Dans son ouvrage référence, La Démocratie en Amérique,  Alexis de Tocqueville, s'interroge sur l'avenir de la démocratie quand des pouvoirs intermédiaires ne formeraient plus qu'un obstacle entre gouvernants et gouvernés. Une administration publique, au fur et à mesure que l'individu aspire à davantage de liberté "devient plus inquisitive... et s'immisce de plus en plus". Dans ces conditions, quelle part d'initiative finira par laisser un Etat aux citoyens  quand il entend pourvoir à tout, et que les mêmes citoyens attendent tout de l'Etat ? Tocqueville redoutait, par dessus tout, l'étatisme jacobin pourvu "d'un monstrueux pouvoir tutélaire". En même temps, le Normand, aussi président du Conseil général de la Manche, mettait en garde contre une forme d'individualisme qui, dans une société démocratique, ne déboucherait que sur la défense d'intérêts immédiats, ou d'avantages acquis, parfois contraires à l'intérêt général de la collectivité.
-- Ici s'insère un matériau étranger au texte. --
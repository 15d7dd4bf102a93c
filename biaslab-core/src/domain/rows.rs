//! Derived row types flowing through the pipeline.

use serde::{Deserialize, Serialize};

use super::bar::PriceBar;
use super::bias::Bias;

/// A PriceBar plus every derived indicator field.
///
/// `None` marks a value that is not computable: warm-up positions and
/// divisions by zero. Nothing is silently zero-filled here.
#[derive(Debug, Clone, PartialEq, Serialize, Deserialize)]
pub struct IndicatorRow {
    pub bar: PriceBar,
    pub ema_fast: Option<f64>,
    pub ema_slow: Option<f64>,
    pub macd_line: Option<f64>,
    pub macd_signal: Option<f64>,
    pub rsi: Option<f64>,
    pub vwap: Option<f64>,
    pub vwap_deviation_pct: Option<f64>,
    pub price_action_pct: Option<f64>,
    pub volume_surge_pct: Option<f64>,
    pub volatility_pct: Option<f64>,
    pub atr: Option<f64>,
}

impl IndicatorRow {
    /// A row with no derived values.
    pub fn undefined(bar: PriceBar) -> Self {
        Self {
            bar,
            ema_fast: None,
            ema_slow: None,
            macd_line: None,
            macd_signal: None,
            rsi: None,
            vwap: None,
            vwap_deviation_pct: None,
            price_action_pct: None,
            volume_surge_pct: None,
            volatility_pct: None,
            atr: None,
        }
    }

    /// Every derived field, in a fixed order. Used by exports and checks.
    pub fn derived(&self) -> [Option<f64>; 11] {
        [
            self.ema_fast,
            self.ema_slow,
            self.macd_line,
            self.macd_signal,
            self.rsi,
            self.vwap,
            self.vwap_deviation_pct,
            self.price_action_pct,
            self.volume_surge_pct,
            self.volatility_pct,
            self.atr,
        ]
    }

    /// True when no derived field has a value.
    pub fn is_undefined(&self) -> bool {
        self.derived().iter().all(Option::is_none)
    }
}

/// An IndicatorRow that passed the signal filter, with its bias attached.
#[derive(Debug, Clone, PartialEq, Serialize, Deserialize)]
pub struct SignalRow {
    pub row: IndicatorRow,
    pub bias: Bias,
}
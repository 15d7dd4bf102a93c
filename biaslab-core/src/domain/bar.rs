//! PriceBar: the fundamental market data unit.

use chrono::NaiveDate;
use serde::{Deserialize, Serialize};
use thiserror::Error;

/// Daily OHLCV bar for a single ticker.
///
/// Sequences are ordered ascending by date and unique on (ticker, date).
#[derive(Debug, Clone, PartialEq, Serialize, Deserialize)]
pub struct PriceBar {
    pub ticker: String,
    pub date: NaiveDate,
    pub open: f64,
    pub high: f64,
    pub low: f64,
    pub close: f64,
    pub volume: f64,
}

/// Reasons a bar is rejected at ingestion.
#[derive(Debug, Clone, PartialEq, Error)]
pub enum BarError {
    #[error("{field} is not a finite number")]
    NonFinite { field: &'static str },
    #[error("{field} is negative ({value})")]
    Negative { field: &'static str, value: f64 },
    #[error("close must be positive for ratio computations")]
    NonPositiveClose,
}

impl PriceBar {
    /// Typical price: (high + low + close) / 3.
    pub fn typical_price(&self) -> f64 {
        (self.high + self.low + self.close) / 3.0
    }

    /// Check the numeric contract every core computation relies on.
    pub fn validate(&self) -> Result<(), BarError> {
        let fields = [
            ("open", self.open),
            ("high", self.high),
            ("low", self.low),
            ("close", self.close),
            ("volume", self.volume),
        ];
        for (field, value) in fields {
            if !value.is_finite() {
                return Err(BarError::NonFinite { field });
            }
            if value < 0.0 {
                return Err(BarError::Negative { field, value });
            }
        }
        if self.close <= 0.0 {
            return Err(BarError::NonPositiveClose);
        }
        Ok(())
    }
}

/// True when bars are strictly ascending by date.
pub fn is_sorted_by_date(bars: &[PriceBar]) -> bool {
    bars.windows(2).all(|w| w[0].date < w[1].date)
}
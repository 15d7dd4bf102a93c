//! BiasLab CLI: batch runs, screening, dataset export and config scaffolding.
//!
//! Commands:
//! - `run`: indicators, bias, patterns and backtest over every ticker
//! - `screen`: latest-bar liquidity and volatility screen
//! - `dataset`: supervised training table with forward-return labels
//! - `init-config`: write the default TOML configuration

use anyhow::{bail, Context, Result};
use biaslab_runner::export::{export_dataset_csv, export_screen_csv, write_file};
use biaslab_runner::{
    build_dataset, save_artifacts, BatchReport, CsvDirectoryProvider, DirectoryTickers,
    HistoryProvider, LogSink, Pipeline, PipelineConfig, ReportSink, Retrying, SyntheticProvider,
    TickerList, TickerSource, Watchlist,
};
use chrono::NaiveDate;
use clap::{Args, Parser, Subcommand};
use std::path::{Path, PathBuf};
use tracing::info;
use tracing_subscriber::{fmt, layer::SubscriberExt, util::SubscriberInitExt, EnvFilter};

#[derive(Parser)]
#[command(name = "biaslab", about = "BiasLab: daily bias signals and backtests")]
struct Cli {
    /// Emit structured JSON logs instead of human-readable ones.
    #[arg(long, global = true, default_value_t = false)]
    json_logs: bool,

    #[command(subcommand)]
    command: Commands,
}

/// Where tickers and their bars come from.
#[derive(Args)]
struct Source {
    /// Directory of `<TICKER>.csv` files.
    #[arg(long)]
    data_dir: Option<PathBuf>,

    /// TOML config file. Defaults are used when omitted.
    #[arg(long)]
    config: Option<PathBuf>,

    /// Restrict the run to these tickers.
    #[arg(long, num_args = 1..)]
    tickers: Vec<String>,

    /// Watchlist TOML of named ticker groups.
    #[arg(long)]
    watchlist: Option<PathBuf>,

    /// Group within the watchlist. All groups when omitted.
    #[arg(long, requires = "watchlist")]
    group: Option<String>,

    /// Use deterministic synthetic bars instead of CSV files.
    #[arg(long, default_value_t = false)]
    synthetic: bool,

    /// First synthetic date (YYYY-MM-DD). Defaults to two years before --end.
    #[arg(long)]
    start: Option<String>,

    /// Last synthetic date (YYYY-MM-DD). Defaults to today.
    #[arg(long)]
    end: Option<String>,
}

#[derive(Subcommand)]
enum Commands {
    /// Compute indicators, classify bias, tag patterns and backtest.
    Run {
        #[command(flatten)]
        source: Source,

        /// Output directory for CSV and manifest artifacts.
        #[arg(long, default_value = "results")]
        output_dir: PathBuf,
    },
    /// Screen every ticker on its latest bar.
    Screen {
        #[command(flatten)]
        source: Source,

        /// Output CSV path.
        #[arg(long, default_value = "screen.csv")]
        output: PathBuf,
    },
    /// Build the labelled training table.
    Dataset {
        #[command(flatten)]
        source: Source,

        /// Output CSV path.
        #[arg(long, default_value = "dataset.csv")]
        output: PathBuf,
    },
    /// Write the default configuration as TOML.
    InitConfig {
        /// Output path.
        #[arg(long, default_value = "biaslab.toml")]
        output: PathBuf,

        /// Overwrite an existing file.
        #[arg(long, default_value_t = false)]
        force: bool,
    },
}

fn main() -> Result<()> {
    let cli = Cli::parse();
    init_logging(cli.json_logs);

    match cli.command {
        Commands::Run { source, output_dir } => run_cmd(&source, &output_dir),
        Commands::Screen { source, output } => screen_cmd(&source, &output),
        Commands::Dataset { source, output } => dataset_cmd(&source, &output),
        Commands::InitConfig { output, force } => init_config_cmd(&output, force),
    }
}

/// `RUST_LOG` wins; otherwise `info`. Logs go to stderr so stdout stays clean.
fn init_logging(json: bool) {
    let env_filter = EnvFilter::try_from_default_env().unwrap_or_else(|_| EnvFilter::new("info"));

    if json {
        tracing_subscriber::registry()
            .with(env_filter)
            .with(
                fmt::layer()
                    .json()
                    .with_target(true)
                    .with_writer(std::io::stderr),
            )
            .init();
    } else {
        tracing_subscriber::registry()
            .with(env_filter)
            .with(
                fmt::layer()
                    .with_target(false)
                    .with_ansi(true)
                    .with_writer(std::io::stderr),
            )
            .init();
    }
}

/// Resolved inputs for any batch command.
struct Inputs {
    pipeline: Pipeline,
    provider: Box<dyn HistoryProvider>,
    tickers: Vec<String>,
}

fn resolve(source: &Source) -> Result<Inputs> {
    let config = match &source.config {
        Some(path) => PipelineConfig::from_file(path)
            .with_context(|| format!("failed to load config {}", path.display()))?,
        None => PipelineConfig::default(),
    };
    let pipeline = Pipeline::new(config.clone())
        .context("invalid pipeline configuration")?
        .synthetic(source.synthetic);

    let provider: Box<dyn HistoryProvider> = if source.synthetic {
        let end = parse_date_arg(source.end.as_deref())?
            .unwrap_or_else(|| chrono::Local::now().date_naive());
        let start = parse_date_arg(source.start.as_deref())?
            .unwrap_or_else(|| end - chrono::Duration::days(365 * 2));
        if start >= end {
            bail!("--start must be before --end");
        }
        Box::new(SyntheticProvider::new(start, end))
    } else {
        let Some(dir) = &source.data_dir else {
            bail!("--data-dir is required unless --synthetic is set");
        };
        Box::new(Retrying::new(CsvDirectoryProvider::new(dir), config.retry.clone()))
    };

    let tickers = if !source.tickers.is_empty() {
        TickerList(source.tickers.clone()).tickers()?
    } else if let Some(path) = &source.watchlist {
        let watchlist = Watchlist::from_file(path)
            .with_context(|| format!("failed to load watchlist {}", path.display()))?;
        match &source.group {
            Some(group) => TickerList(
                watchlist
                    .group(group)
                    .with_context(|| format!("no group '{group}' in {}", path.display()))?
                    .to_vec(),
            )
            .tickers()?,
            None => watchlist.all_tickers(),
        }
    } else if let Some(dir) = &source.data_dir {
        DirectoryTickers::new(dir)
            .tickers()
            .with_context(|| format!("failed to list tickers in {}", dir.display()))?
    } else {
        bail!("no tickers: pass --tickers, --watchlist or --data-dir");
    };

    if tickers.is_empty() {
        bail!("ticker list is empty");
    }

    Ok(Inputs {
        pipeline,
        provider,
        tickers,
    })
}

fn parse_date_arg(arg: Option<&str>) -> Result<Option<NaiveDate>> {
    arg.map(|s| {
        NaiveDate::parse_from_str(s, "%Y-%m-%d").with_context(|| format!("invalid date '{s}'"))
    })
    .transpose()
}

fn run_cmd(source: &Source, output_dir: &Path) -> Result<()> {
    let inputs = resolve(source)?;
    let report = inputs
        .pipeline
        .run_batch(inputs.provider.as_ref(), &inputs.tickers);

    let dir = save_artifacts(&report, output_dir)?;
    LogSink::default()
        .deliver(&report, &dir)
        .context("report delivery failed")?;

    print_summary(&report);
    println!("Artifacts saved to: {}", dir.display());
    Ok(())
}

fn screen_cmd(source: &Source, output: &Path) -> Result<()> {
    let inputs = resolve(source)?;
    let report = inputs
        .pipeline
        .screen_batch(inputs.provider.as_ref(), &inputs.tickers);

    write_file(output, &export_screen_csv(&report.passed)?)?;
    println!(
        "Screened {} ticker(s): {} passed, {} rejected",
        inputs.tickers.len(),
        report.passed.len(),
        report.rejected.len()
    );
    println!("Screen saved to: {}", output.display());
    Ok(())
}

fn dataset_cmd(source: &Source, output: &Path) -> Result<()> {
    let inputs = resolve(source)?;
    let report = inputs
        .pipeline
        .run_batch(inputs.provider.as_ref(), &inputs.tickers);

    let rows = build_dataset(&report, inputs.pipeline.rule());
    let horizons = &inputs.pipeline.config().dataset.horizons;
    write_file(output, &export_dataset_csv(&rows, horizons)?)?;
    info!(rows = rows.len(), path = %output.display(), "dataset written");

    println!(
        "{} of {} ticker(s) succeeded, {} training rows",
        report.succeeded(),
        report.attempted(),
        rows.len()
    );
    println!("Dataset saved to: {}", output.display());
    Ok(())
}

fn init_config_cmd(output: &Path, force: bool) -> Result<()> {
    if output.exists() && !force {
        bail!("{} already exists (pass --force to overwrite)", output.display());
    }
    let toml = PipelineConfig::default().to_toml()?;
    write_file(output, &toml)?;
    println!("Default configuration written to: {}", output.display());
    Ok(())
}

fn print_summary(report: &BatchReport) {
    println!();
    println!("=== Batch Result ===");
    println!(
        "Tickers:        {} of {} succeeded",
        report.succeeded(),
        report.attempted()
    );
    println!("Signals:        {}", report.signal_count());
    println!("Data hash:      {}", report.data_hash);

    if !report.results.is_empty() {
        println!();
        println!(
            "{:<8} {:>8} {:>12} {:>10} {:>8}",
            "Ticker", "Signals", "Total Ret", "Win Rate", "Sharpe"
        );
        println!("{}", "-".repeat(50));
        for r in &report.results {
            let s = &r.backtest.summary;
            println!(
                "{:<8} {:>8} {:>11.2}% {:>9.1}% {:>8.3}",
                r.ticker,
                r.signals.len(),
                s.total_return * 100.0,
                s.win_rate * 100.0,
                s.sharpe_ratio
            );
        }
    }

    for skip in &report.skipped {
        println!("SKIPPED {}: {}", skip.ticker, skip.reason);
    }
    if report.synthetic {
        println!();
        println!("WARNING: Results based on SYNTHETIC data");
    }
    println!();
}
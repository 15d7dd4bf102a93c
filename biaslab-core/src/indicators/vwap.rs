//! Volume-Weighted Average Price (VWAP).
//!
//! VWAP[t] = sum(typical_price * volume) / sum(volume), typical = (H + L + C) / 3.
//! Running policy accumulates from the start of the series. Session policy
//! restarts the sums whenever the bar date changes, so on daily bars every bar
//! is its own session.
//! Lookback: 0. Zero cumulative volume → no value.

use serde::{Deserialize, Serialize};

use super::{Indicator, Series};
use crate::domain::PriceBar;

/// When the VWAP accumulators reset.
#[derive(Debug, Clone, Copy, PartialEq, Eq, Default, Serialize, Deserialize)]
#[serde(rename_all = "snake_case")]
pub enum VwapPolicy {
    #[default]
    Running,
    Session,
}

#[derive(Debug, Clone)]
pub struct Vwap {
    policy: VwapPolicy,
    name: String,
}

impl Vwap {
    pub fn new(policy: VwapPolicy) -> Self {
        let name = match policy {
            VwapPolicy::Running => "vwap_running".to_string(),
            VwapPolicy::Session => "vwap_session".to_string(),
        };
        Self { policy, name }
    }
}

impl Indicator for Vwap {
    fn name(&self) -> &str {
        &self.name
    }

    fn lookback(&self) -> usize {
        0
    }

    fn compute(&self, bars: &[PriceBar]) -> Series {
        let mut pv = 0.0;
        let mut vol = 0.0;
        let mut result = Vec::with_capacity(bars.len());
        for (i, bar) in bars.iter().enumerate() {
            let new_session = i > 0 && bars[i - 1].date != bar.date;
            if self.policy == VwapPolicy::Session && new_session {
                pv = 0.0;
                vol = 0.0;
            }
            pv += bar.typical_price() * bar.volume;
            vol += bar.volume;
            result.push((vol > 0.0).then(|| pv / vol));
        }
        result
    }
}

/// Percent deviation of close from VWAP: (close - vwap) / vwap * 100.
pub fn deviation_pct(close: f64, vwap: Option<f64>) -> Option<f64> {
    vwap.filter(|v| *v != 0.0)
        .map(|v| (close - v) / v * 100.0)
}
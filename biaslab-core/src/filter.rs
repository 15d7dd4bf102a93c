//! Signal Filter: selects tradeable rows and attaches their bias.
//!
//! The filter is a pure predicate over already-computed fields. It never
//! touches indicator values; rows that pass are cloned into `SignalRow`s.

use serde::{Deserialize, Serialize};

use crate::classifier::BiasRule;
use crate::domain::{IndicatorRow, SignalRow};

/// Activity and volatility floors for a tradeable row.
#[derive(Debug, Clone, PartialEq, Serialize, Deserialize)]
#[serde(default)]
pub struct FilterConfig {
    /// Minimum volume surge %, inclusive.
    pub volume_surge_min: f64,
    /// Minimum intraday volatility %, inclusive.
    pub volatility_min: f64,
}

impl Default for FilterConfig {
    fn default() -> Self {
        Self {
            volume_surge_min: 80.0,
            volatility_min: 2.0,
        }
    }
}

#[derive(Debug, Clone, Default)]
pub struct SignalFilter {
    config: FilterConfig,
}

impl SignalFilter {
    pub fn new(config: FilterConfig) -> Self {
        Self { config }
    }

    /// True when both fields are defined and meet their floors.
    pub fn passes(&self, row: &IndicatorRow) -> bool {
        match (row.volume_surge_pct, row.volatility_pct) {
            (Some(surge), Some(volatility)) => {
                surge >= self.config.volume_surge_min && volatility >= self.config.volatility_min
            }
            _ => false,
        }
    }

    /// Select passing rows, in order, and classify them as one batch.
    ///
    /// An empty result is valid: no tradeable candidates.
    pub fn select(&self, rows: &[IndicatorRow], rule: &dyn BiasRule) -> Vec<SignalRow> {
        let selected: Vec<IndicatorRow> = rows.iter().filter(|r| self.passes(r)).cloned().collect();
        let biases = rule.classify_batch(&selected);
        selected
            .into_iter()
            .zip(biases)
            .map(|(row, bias)| SignalRow { row, bias })
            .collect()
    }
}

#[cfg(test)]
mod tests {
    use super::*;
    use crate::classifier::tests::row_with;
    use crate::classifier::ThresholdRule;
    use crate::domain::Bias;

    #[test]
    fn passes_on_thresholds_inclusive() {
        let filter = SignalFilter::default();
        let mut row = row_with(1.0, 60.0, (0.2, 0.1), 80.0, (10.1, 10.0), 1.0);
        row.volatility_pct = Some(2.0);
        assert!(filter.passes(&row));
        row.volatility_pct = Some(1.99);
        assert!(!filter.passes(&row));
    }

    #[test]
    fn undefined_fields_never_pass() {
        let filter = SignalFilter::default();
        let mut row = row_with(1.0, 60.0, (0.2, 0.1), 120.0, (10.1, 10.0), 1.0);
        row.volume_surge_pct = None;
        assert!(!filter.passes(&row));
    }

    #[test]
    fn select_attaches_bias_and_keeps_values() {
        let rows = vec![
            row_with(1.2, 62.0, (0.4, 0.1), 120.0, (10.2, 10.0), 3.0),
            row_with(-1.2, 38.0, (-0.4, -0.1), 30.0, (9.8, 10.0), -3.0),
            row_with(-1.2, 38.0, (-0.4, -0.1), 95.0, (9.8, 10.0), -3.0),
        ];
        let signals = SignalFilter::default().select(&rows, &ThresholdRule::default());
        assert_eq!(signals.len(), 2);
        assert_eq!(signals[0].bias, Bias::Long);
        assert_eq!(signals[1].bias, Bias::Short);
        assert_eq!(signals[0].row, rows[0]);
        assert_eq!(signals[1].row, rows[2]);
    }

    #[test]
    fn select_can_return_nothing() {
        let rows = vec![row_with(1.2, 62.0, (0.4, 0.1), 10.0, (10.2, 10.0), 3.0)];
        let filter = SignalFilter::new(FilterConfig {
            volume_surge_min: 80.0,
            volatility_min: 2.0,
        });
        assert!(filter.select(&rows, &ThresholdRule::default()).is_empty());
    }
}
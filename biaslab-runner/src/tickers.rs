//! Ticker sources: which tickers a batch covers.

use std::collections::BTreeMap;
use std::path::{Path, PathBuf};

use serde::{Deserialize, Serialize};

use crate::config::ConfigError;
use crate::provider::ProviderError;

/// Produces the ticker list for a batch.
pub trait TickerSource: Send + Sync {
    fn tickers(&self) -> Result<Vec<String>, ProviderError>;
}

/// Every `*.csv` file stem in a directory, sorted.
#[derive(Debug, Clone)]
pub struct DirectoryTickers {
    dir: PathBuf,
}

impl DirectoryTickers {
    pub fn new(dir: impl Into<PathBuf>) -> Self {
        Self { dir: dir.into() }
    }
}

impl TickerSource for DirectoryTickers {
    fn tickers(&self) -> Result<Vec<String>, ProviderError> {
        let entries = std::fs::read_dir(&self.dir).map_err(|e| {
            ProviderError::Unavailable(format!("list {}: {e}", self.dir.display()))
        })?;
        let mut tickers: Vec<String> = entries
            .filter_map(|entry| entry.ok().map(|e| e.path()))
            .filter(|path| path.extension().is_some_and(|ext| ext.eq_ignore_ascii_case("csv")))
            .filter_map(|path| path.file_stem().and_then(|s| s.to_str()).map(String::from))
            .collect();
        tickers.sort();
        Ok(tickers)
    }
}

/// A fixed list, e.g. from the command line.
#[derive(Debug, Clone, Default)]
pub struct TickerList(pub Vec<String>);

impl TickerSource for TickerList {
    fn tickers(&self) -> Result<Vec<String>, ProviderError> {
        let mut tickers = self.0.clone();
        tickers.sort();
        tickers.dedup();
        Ok(tickers)
    }
}

/// Named groups of tickers stored as TOML:
///
/// ```toml
/// [groups]
/// tech = ["AAPL", "MSFT"]
/// energy = ["XOM"]
/// ```
#[derive(Debug, Clone, Default, PartialEq, Serialize, Deserialize)]
pub struct Watchlist {
    pub groups: BTreeMap<String, Vec<String>>,
}

impl Watchlist {
    pub fn from_file(path: &Path) -> Result<Self, ConfigError> {
        let content = std::fs::read_to_string(path).map_err(|source| ConfigError::Read {
            path: path.display().to_string(),
            source,
        })?;
        Self::from_toml(&content)
    }

    pub fn from_toml(content: &str) -> Result<Self, ConfigError> {
        Ok(toml::from_str(content)?)
    }

    pub fn to_toml(&self) -> Result<String, ConfigError> {
        Ok(toml::to_string_pretty(self)?)
    }

    pub fn group(&self, name: &str) -> Option<&[String]> {
        self.groups.get(name).map(|v| v.as_slice())
    }

    /// Distinct tickers across all groups, sorted.
    pub fn all_tickers(&self) -> Vec<String> {
        let mut all: Vec<String> = self.groups.values().flatten().cloned().collect();
        all.sort();
        all.dedup();
        all
    }
}

impl TickerSource for Watchlist {
    fn tickers(&self) -> Result<Vec<String>, ProviderError> {
        Ok(self.all_tickers())
    }
}
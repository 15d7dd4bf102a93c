//! Moving Average Convergence/Divergence (MACD).
//!
//! Line = EMA(close, fast) - EMA(close, slow)
//! Signal = EMA(line, signal)
//! Lookback: max(fast, slow, signal) - 1 for both outputs.
//!
//! The two outputs are exposed as separate named instances, like the banded
//! indicators, so the single-series `Indicator` trait stays unchanged.

use super::ema::{ewm, mask_warmup};
use super::{Indicator, Series};
use crate::domain::PriceBar;

/// Which MACD output an instance produces.
#[derive(Debug, Clone, Copy, PartialEq, Eq)]
pub enum MacdOutput {
    Line,
    Signal,
}

#[derive(Debug, Clone)]
pub struct Macd {
    fast: usize,
    slow: usize,
    signal: usize,
    output: MacdOutput,
    name: String,
}

impl Macd {
    pub fn new(fast: usize, slow: usize, signal: usize, output: MacdOutput) -> Self {
        assert!(fast >= 1 && slow >= 1 && signal >= 1, "MACD spans must be >= 1");
        let name = match output {
            MacdOutput::Line => format!("macd_line_{fast}_{slow}"),
            MacdOutput::Signal => format!("macd_signal_{fast}_{slow}_{signal}"),
        };
        Self {
            fast,
            slow,
            signal,
            output,
            name,
        }
    }

    fn raw_line(&self, bars: &[PriceBar]) -> Vec<f64> {
        let closes: Vec<f64> = bars.iter().map(|b| b.close).collect();
        let fast = ewm(&closes, self.fast);
        let slow = ewm(&closes, self.slow);
        fast.iter().zip(&slow).map(|(f, s)| f - s).collect()
    }
}

impl Indicator for Macd {
    fn name(&self) -> &str {
        &self.name
    }

    fn lookback(&self) -> usize {
        self.fast.max(self.slow).max(self.signal).saturating_sub(1)
    }

    fn compute(&self, bars: &[PriceBar]) -> Series {
        let line = self.raw_line(bars);
        let values = match self.output {
            MacdOutput::Line => line,
            MacdOutput::Signal => ewm(&line, self.signal),
        };
        mask_warmup(values, self.lookback())
    }
}
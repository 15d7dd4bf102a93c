//! Volume surge.
//!
//! Surge[t] = (volume[t] - mean(volume, window)) / mean(volume, window) * 100
//! Lookback: window - 1. Zero rolling mean → no value.

use super::sma::rolling_mean;
use super::{Indicator, Series};
use crate::domain::PriceBar;

#[derive(Debug, Clone)]
pub struct VolumeSurge {
    window: usize,
    name: String,
}

impl VolumeSurge {
    pub fn new(window: usize) -> Self {
        assert!(window >= 1, "volume window must be >= 1");
        Self {
            window,
            name: format!("volume_surge_{window}"),
        }
    }
}

impl Indicator for VolumeSurge {
    fn name(&self) -> &str {
        &self.name
    }

    fn lookback(&self) -> usize {
        self.window - 1
    }

    fn compute(&self, bars: &[PriceBar]) -> Series {
        let volumes: Vec<f64> = bars.iter().map(|b| b.volume).collect();
        rolling_mean(&volumes, self.window)
            .into_iter()
            .zip(&volumes)
            .map(|(mean, &v)| mean.filter(|m| *m != 0.0).map(|m| (v - m) / m * 100.0))
            .collect()
    }
}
Il faut relire Tocqueville. L'association constitue le bon moyen de lutter contre cet individualisme et participe de l'éducation du citoyen pour autant que le principe moteur, on pourrait même dire, une éthique, en soit, ce qu'il appelle : "l'intérêt bien entendu" qui, situé entre le strict intérêt individuel et le désintéressement, répond à la fois aux intérêts particuliers et à l'intérêt général.

Citons Tocqueville lui-même. 

"Il est, en effet, difficile de concevoir comment des hommes qui ont entièrement renoncé à l’habitude de se diriger eux-mêmes pourraient réussir à bien choisir ceux qui doivent les conduire ; et l’on ne fera point croire qu’un gouvernement libéral, énergique et sage, puisse jamais sortir des suffrages d’un peuple de serviteurs. (note) 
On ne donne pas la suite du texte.